March 6th, 2012

Shared Decision Making in Advanced Heart Failure

Larry Allen is the lead author and co-chair of the AHA Scientific Statement on Decision Making in Advanced Heart Failure.

Patient-centered care ensures that clinical decisions are guided by an individual patient’s values, needs, and preferences; shared decision making is the act of putting this type of care into clinical practice by asking health care providers and patients to consider information together and work toward consensus. This process should focus on the outcomes that are most important to the patients, including not only survival but also relief of symptoms, quality of life, and living at home.

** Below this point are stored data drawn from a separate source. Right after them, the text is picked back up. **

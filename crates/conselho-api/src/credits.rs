use axum::{
    Extension, Json,
    extract::{Query, State},
};
use serde::Deserialize;
use uuid::Uuid;

use conselho_db::ledger::PAGE_SIZE;
use conselho_gateway::auth::Identity;
use conselho_types::api::{
    AmountRequest, BalanceResponse, LedgerReceipt, TransactionsResponse, TransferReceipt,
    TransferRequest,
};
use conselho_types::events::NotificationEvent;

use crate::AppState;
use crate::error::{ApiError, join_error};

#[derive(Debug, Deserialize)]
pub struct PageQuery {
    pub page: Option<u32>,
}

pub async fn balance(
    State(state): State<AppState>,
    Extension(identity): Extension<Identity>,
) -> Result<Json<BalanceResponse>, ApiError> {
    let db = state.db.clone();
    let balance = tokio::task::spawn_blocking(move || db.balance(identity.user_id))
        .await
        .map_err(join_error)??;
    Ok(Json(BalanceResponse { balance }))
}

pub async fn transactions(
    State(state): State<AppState>,
    Extension(identity): Extension<Identity>,
    Query(query): Query<PageQuery>,
) -> Result<Json<TransactionsResponse>, ApiError> {
    let page = query.page.unwrap_or(1).max(1);
    let db = state.db.clone();
    let transactions = tokio::task::spawn_blocking(move || db.transactions(identity.user_id, page))
        .await
        .map_err(join_error)??;
    Ok(Json(TransactionsResponse {
        transactions,
        page,
        page_size: PAGE_SIZE,
    }))
}

/// Credit the caller's account. This is the single entry point the payment
/// processor integration uses.
pub async fn add(
    State(state): State<AppState>,
    Extension(identity): Extension<Identity>,
    Json(req): Json<AmountRequest>,
) -> Result<Json<LedgerReceipt>, ApiError> {
    let reference_id = reference_or_generated(req.reference_id, "add");
    let db = state.db.clone();
    let user_id = identity.user_id;
    let reference = reference_id.clone();
    let row = tokio::task::spawn_blocking(move || db.add_credits(user_id, req.amount, &reference))
        .await
        .map_err(join_error)??;

    state
        .gateway
        .notifications()
        .notify(
            user_id,
            NotificationEvent::CreditsAdded {
                amount: row.amount,
                balance: row.balance_after,
                reference_id,
            },
        )
        .await;

    Ok(Json(LedgerReceipt {
        transaction_id: row.id,
        amount: row.amount,
        new_balance: row.balance_after,
    }))
}

pub async fn debit(
    State(state): State<AppState>,
    Extension(identity): Extension<Identity>,
    Json(req): Json<AmountRequest>,
) -> Result<Json<LedgerReceipt>, ApiError> {
    let reference_id = reference_or_generated(req.reference_id, "debit");
    let db = state.db.clone();
    let user_id = identity.user_id;
    let reference = reference_id.clone();
    let row =
        tokio::task::spawn_blocking(move || db.debit_credits(user_id, req.amount, &reference))
            .await
            .map_err(join_error)??;

    state
        .gateway
        .notifications()
        .notify(
            user_id,
            NotificationEvent::CreditsDebited {
                amount: row.amount,
                balance: row.balance_after,
                reference_id,
            },
        )
        .await;

    Ok(Json(LedgerReceipt {
        transaction_id: row.id,
        amount: row.amount,
        new_balance: row.balance_after,
    }))
}

pub async fn transfer(
    State(state): State<AppState>,
    Extension(identity): Extension<Identity>,
    Json(req): Json<TransferRequest>,
) -> Result<Json<TransferReceipt>, ApiError> {
    let db = state.db.clone();
    let sender = identity.user_id;
    let recipient = req.recipient_id;
    let receipt =
        tokio::task::spawn_blocking(move || db.transfer_credits(sender, recipient, req.amount))
            .await
            .map_err(join_error)??;

    state
        .gateway
        .notifications()
        .notify(
            recipient,
            NotificationEvent::TransferReceived {
                from_user_id: sender,
                amount: receipt.credit.amount,
                balance: receipt.credit.balance_after,
            },
        )
        .await;

    Ok(Json(TransferReceipt {
        transfer_id: receipt.transfer_id,
        amount: receipt.debit.amount,
        sender_new_balance: receipt.debit.balance_after,
    }))
}

fn reference_or_generated(reference_id: Option<String>, kind: &str) -> String {
    match reference_id {
        Some(r) if !r.trim().is_empty() => r,
        _ => format!("{}:{}", kind, Uuid::new_v4()),
    }
}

High-quality medical decision making for advanced heart failure is becoming particularly important but also increasingly challenging as patients are living longer with their heart disease and treatment options continue to expand– including left ventricular assist devices. Therefore, the American Heart Association has sponsored a Scientific Statement entitled “Decision Making in Advanced Heart Failure, published yesterday, that provides a roadmap for clinicians caring for these complex patients. The statement argues that for patients with advanced heart failure, the decision-making process should be proactive, anticipatory, and patient-centered. This involves talking about goals of care, expectations for the future, and the full range of treatment options, including palliative care. It also requires a team approach.

As the time required for shared decision making is difficult to fit into a regular clinic visit in the middle of a busy clinical practice, we propose an annual review to discuss prognosis, consider reasonable therapies, and clarify the patient’s values, goals and preferences. This review is in addition to, not a replacement for, additional discussions triggered by events such as hospitalizations and other changes in the patient’s health.

4 Responses to “Shared Decision Making in Advanced Heart Failure”

  1. Richard Lehman, BM, BCh, MRCGP says:

    Congratulations Larry on a magnificent achievement which is a major step in promoting patient-centered care for people dying from heart failure.

  2. As a respiratory physician I don’t think, that shared decison making with need of timeconsuming discussion with patients and their families is something unique in advenced heart failure. In fact many other diagnoses have to be discussed. Yet, we physicians have to learn to elucidate patient centered outcomes in chronic incurable diseases including end stage COPD, tumors etc. However, not every single patient/family is able (health literacy) or willing to discuss, especially risk/benefit ratios are not well understood. Many patients ask for doctor’s decision.
    For patients interested discussing a once-a-year timeframe will not be appropriate, for a meaningful percentage of my patients with low education levels, cognitive or cultural problems there is little guidance in the paper.

  3. What is necessary are tools for effective delivery of information in a patient/family comprehensible format, with understood contingencies. I agree that although a general roadmap may be designed based on these initial choices, sudden change warrants “in course” revisitation(eg after episode of SCD; multiple repetitive ICD discharges; renal failure with decision for/against dialysis). A year seems arbitrary in a unpredictable, progressive disease state.

  4. Thank you for the excellent comments.

    As to the perspective provided by Dr Kardos: We completely agree that these issues are not unique to advanced heart failure; rather advanced heart failure provides a specific disease area from which to consider the process of high-quality decision making. We also agree that different patients have different preferences, not only for the therapy they receive but also for how the shared decision making process should work; the statement recommends that these discussions begin by exploring patients’ (and families’) emotional readiness and assessing preferences for how to conduct the decision making process (including deference to clinician opinion). We recommend a dual approach of 1) annual heart failure review and 2) reassessment during major milestones, which we feel work hand in hand. The final section of the statement recognizes challenges posed by low health literacy and acculturation; perhaps decision support tools and other techniques as yet to be developed will help.

    As to Dr Prida’s comments: We support the development of decision tools that help convey medical information to patients; co-writers on the statement, Dr Spertus and Dr Matlock, are among a number of researchers working to develop such tools (e.g. PRISM). We agree that sudden changes warrant in-course revisitation and the statement provides a Table of Milestones that include the very examples provided by Dr Prida; we feel that revisitation following a standardized review of important medical considerations (i.e. an annual review) is much easier and more effective than if these issues are brought up for the first time in the setting of a severe acute event.

    Again, thanks for the thoughtful input.